Look through the data below and work out how many lines contain the string "ControllerNotFound". Give the number alone.
──────── Provided entries
#![allow(dead_code)]

use std::fs;
use std::path::{Path, PathBuf};
use tempfile::TempDir;
use waymark::{
    Controller, ControllerRegistry, Handler, HandlerResponse, HostApp, RouterConfig, UrlMap, Verb,
};

/// A temporary project layout: a root directory holding a routes file and
/// whatever else a test mounts under it.
pub struct TestProject {
    pub dir: TempDir,
}

impl TestProject {
    /// Create a project whose `config/routes.conf` holds `routes`.
    pub fn new(routes: &str) -> Self {
        let dir = tempfile::tempdir().expect("failed to create temp dir");
        let config_dir = dir.path().join("config");
        fs::create_dir_all(&config_dir).expect("failed to create config dir");
        fs::write(config_dir.join("routes.conf"), routes).expect("failed to write routes file");
        Self { dir }
    }

    pub fn root(&self) -> &Path {
        self.dir.path()
    }

    /// A `RouterConfig` rooted at this project.
    pub fn config(&self) -> RouterConfig {
        RouterConfig {
            root_path: self.root().to_path_buf(),
            ..RouterConfig::default()
        }
    }

    /// Create a subdirectory under the project root.
    pub fn mkdir(&self, rel: &str) -> PathBuf {
        let path = self.root().join(rel);
        fs::create_dir_all(&path).expect("failed to create dir");
        path
    }

    /// Write a file under the project root.
    pub fn write(&self, rel: &str, contents: &str) -> PathBuf {
        let path = self.root().join(rel);
        if let Some(parent) = path.parent() {
            fs::create_dir_all(parent).expect("failed to create parent dir");
        }
        fs::write(&path, contents).expect("failed to write file");
        path
    }
}

/// The standard controller set used across the suite, mirroring the demo
/// routes files: `app.index`, `demos.index`/`demos.required`, `users.login`,
/// and an `api` controller with two handlers plus a data export for
/// wildcard expansion.
pub fn demo_registry() -> ControllerRegistry {
    let mut registry = ControllerRegistry::new();
    registry.register(
        "app",
        Controller::new().handler("index", |_req| HandlerResponse::ok_json("home")),
    );
    registry.register(
        "demos",
        Controller::new()
            .handler("index", |_req| HandlerResponse::ok_json("demos"))
            .handler("required", |req| {
                HandlerResponse::ok_json(req.path_param("required").unwrap_or(""))
            }),
    );
    registry.register(
        "users",
        Controller::new().handler("login", |_req| HandlerResponse::ok_json("login")),
    );
    registry.register(
        "api",
        Controller::new()
            .handler("list", |_req| HandlerResponse::ok_json("list"))
            .handler("detail", |_req| HandlerResponse::ok_json("detail"))
            .value("version", serde_json::json!("1.0")),
    );
    registry
}

/// A recorded handler registration.
pub struct Registered {
    pub verb: Verb,
    pub pattern: String,
    pub handler: Handler,
}

/// Host double that records everything the router binds against it.
#[derive(Default)]
pub struct MockHost {
    pub registered: Vec<Registered>,
    pub static_mounts: Vec<(String, PathBuf)>,
    pub published: Vec<(String, UrlMap)>,
}

impl MockHost {
    pub fn new() -> Self {
        Self::default()
    }

    pub fn patterns_for(&self, verb: Verb) -> Vec<&str> {
        self.registered
            .iter()
            .filter(|r| r.verb == verb)
            .map(|r| r.pattern.as_str())
            .collect()
    }
}

impl HostApp for MockHost {
    fn register(&mut self, verb: Verb, pattern: &str, handler: Handler) {
        self.registered.push(Registered {
            verb,
            pattern: pattern.to_string(),
            handler,
        });
    }

    fn mount_static(&mut self, prefix: &str, dir: &Path) {
        self.static_mounts
            .push((prefix.to_string(), dir.to_path_buf()));
    }

    fn publish(&mut self, key: &str, urls: UrlMap) {
        self.published.push((key.to_string(), urls));
    }
}

/// The routes file most tests share: ordered so the parameterized
/// `demos.index` variant precedes the parameterless fallback.
pub const DEMO_ROUTES: &str = "\
# demo application routes
GET    /                 app.index
GET    /demos/:test      demos.index
GET    /demos            demos.index
GET    /required/:required demos.required
POST   /users/login      users.login
";
//! # Controllers
//!
//! A controller is a module of named exports: callable handlers plus any
//! plain data the module happens to expose. Wildcard route expansion walks
//! the callable exports in registration order; data exports are ignored.
//!
//! Resolution from a module reference to a [`Controller`] goes through the
//! [`ControllerLoader`] collaborator. The in-crate [`ControllerRegistry`]
//! keys modules by the file stem of the requested path, which is the
//! controller name as written in the routes file:
//!
//! ```rust
//! use waymark::{Controller, ControllerRegistry, HandlerResponse};
//!
//! let mut registry = ControllerRegistry::default();
//! registry.register(
//!     "demos",
//!     Controller::new()
//!         .handler("index", |_req| HandlerResponse::ok_json("demo list"))
//!         .handler("show", |req| {
//!             HandlerResponse::ok_json(req.path_param("id").unwrap_or(""))
//!         }),
//! );
//! ```

use crate::errors::RouteError;
use crate::host::{Handler, HandlerRequest, HandlerResponse};
use serde_json::Value;
use std::collections::HashMap;
use std::path::Path;
use std::sync::Arc;

/// One exported member of a controller module.
#[derive(Clone)]
pub enum Export {
    /// A callable handler, eligible for routing and wildcard expansion
    Handler(Handler),
    /// Plain data; never routed
    Value(Value),
}

impl std::fmt::Debug for Export {
    fn fmt(&self, f: &mut std::fmt::Formatter<'_>) -> std::fmt::Result {
        match self {
            Export::Handler(_) => f.write_str("Export::Handler(..)"),
            Export::Value(v) => write!(f, "Export::Value({})", v),
        }
    }
}

/// A controller module: an ordered collection of named exports.
///
/// Export order is registration order, which makes wildcard expansion
/// deterministic.
#[derive(Debug, Clone, Default)]
pub struct Controller {
    exports: Vec<(String, Export)>,
}

impl Controller {
    #[must_use]
    pub fn new() -> Self {
        Self::default()
    }

    /// Add a callable handler export.
    #[must_use]
    pub fn handler(
        mut self,
        name: impl Into<String>,
        f: impl Fn(HandlerRequest) -> HandlerResponse + 'static,
    ) -> Self {
        self.exports.push((name.into(), Export::Handler(Arc::new(f))));
        self
    }

    /// Add a plain data export.
    #[must_use]
    pub fn value(mut self, name: impl Into<String>, value: Value) -> Self {
        self.exports.push((name.into(), Export::Value(value)));
        self
    }

    /// Look up a callable handler by name. Data exports return `None`.
    #[must_use]
    pub fn get_handler(&self, name: &str) -> Option<&Handler> {
        self.exports.iter().find_map(|(n, export)| match export {
            Export::Handler(h) if n == name => Some(h),
            _ => None,
        })
    }

    /// Names of the callable exports, in registration order.
    pub fn handler_names(&self) -> impl Iterator<Item = &str> {
        self.exports.iter().filter_map(|(n, export)| match export {
            Export::Handler(_) => Some(n.as_str()),
            Export::Value(_) => None,
        })
    }
}

/// Resolves a module path to a [`Controller`].
///
/// Failure to resolve is fatal for the operation that needed the module:
/// wildcard expansion at table-build time and handler lookup at mount time
/// both propagate [`RouteError::ControllerNotFound`].
pub trait ControllerLoader {
    fn load(&self, path: &Path) -> Result<&Controller, RouteError>;
}

/// In-memory controller store keyed by module name.
///
/// Lookup uses the file stem of the requested path, so a request for
/// `<root>/app/controllers/demos` finds the module registered as `demos`.
#[derive(Debug, Default)]
pub struct ControllerRegistry {
    controllers: HashMap<String, Controller>,
}

impl ControllerRegistry {
    #[must_use]
    pub fn new() -> Self {
        Self::default()
    }

    /// Register a controller module under a name.
    pub fn register(&mut self, name: impl Into<String>, controller: Controller) {
        self.controllers.insert(name.into(), controller);
    }
}

impl ControllerLoader for ControllerRegistry {
    fn load(&self, path: &Path) -> Result<&Controller, RouteError> {
        path.file_stem()
            .and_then(|stem| stem.to_str())
            .and_then(|name| self.controllers.get(name))
            .ok_or_else(|| RouteError::ControllerNotFound {
                path: path.to_path_buf(),
            })
    }
}

#[cfg(test)]
mod tests {
    use super::*;
    use serde_json::json;

    fn sample() -> Controller {
        Controller::new()
            .handler("index", |_req| HandlerResponse::ok_json("index"))
            .value("title", json!("Demos"))
            .handler("show", |_req| HandlerResponse::ok_json("show"))
    }

    #[test]
    fn test_handler_names_skip_data_exports() {
        let names: Vec<_> = sample().handler_names().map(str::to_string).collect();
        assert_eq!(names, vec!["index", "show"]);
    }

    #[test]
    fn test_data_export_is_not_a_handler() {
        let controller = sample();
        assert!(controller.get_handler("title").is_none());
        assert!(controller.get_handler("index").is_some());
    }

    #[test]
    fn test_registry_resolves_by_file_stem() {
        let mut registry = ControllerRegistry::new();
        registry.register("demos", sample());
        assert!(registry.load(Path::new("/srv/app/controllers/demos")).is_ok());
        let err = registry
            .load(Path::new("/srv/app/controllers/missing"))
            .expect_err("expected ControllerNotFound");
        assert!(matches!(err, RouteError::ControllerNotFound { .. }));
    }
}
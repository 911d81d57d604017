//! # Route Configuration Language
//!
//! Parsing and expansion of the routes file: a line-oriented configuration
//! where each route is `VERB <path-pattern> <controller.method>`:
//!
//! ```text
//! # application routes
//! GET    /                  app.index
//! GET    /demos/:test       demos.index
//! GET    /demos             demos.index
//! POST   /users/login       users.login
//! GET    /api/{method}      api.{method}
//! GET    /public            staticDir:public
//! ```
//!
//! [`parse`] tokenizes the text into [`RawRoute`] lines;
//! [`build_entries`] turns each line into concrete [`RouteEntry`] records,
//! expanding `{method}` wildcards against the controller's callable exports.
//! Wildcards never survive into the finished table.

mod build;
mod parse;
mod types;

pub use build::build_entries;
pub use parse::{parse, RawRoute};
pub use types::{RouteEntry, RouteTarget, Verb, STATIC_PREFIX, WILDCARD_METHOD};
────────────────
Task response: 4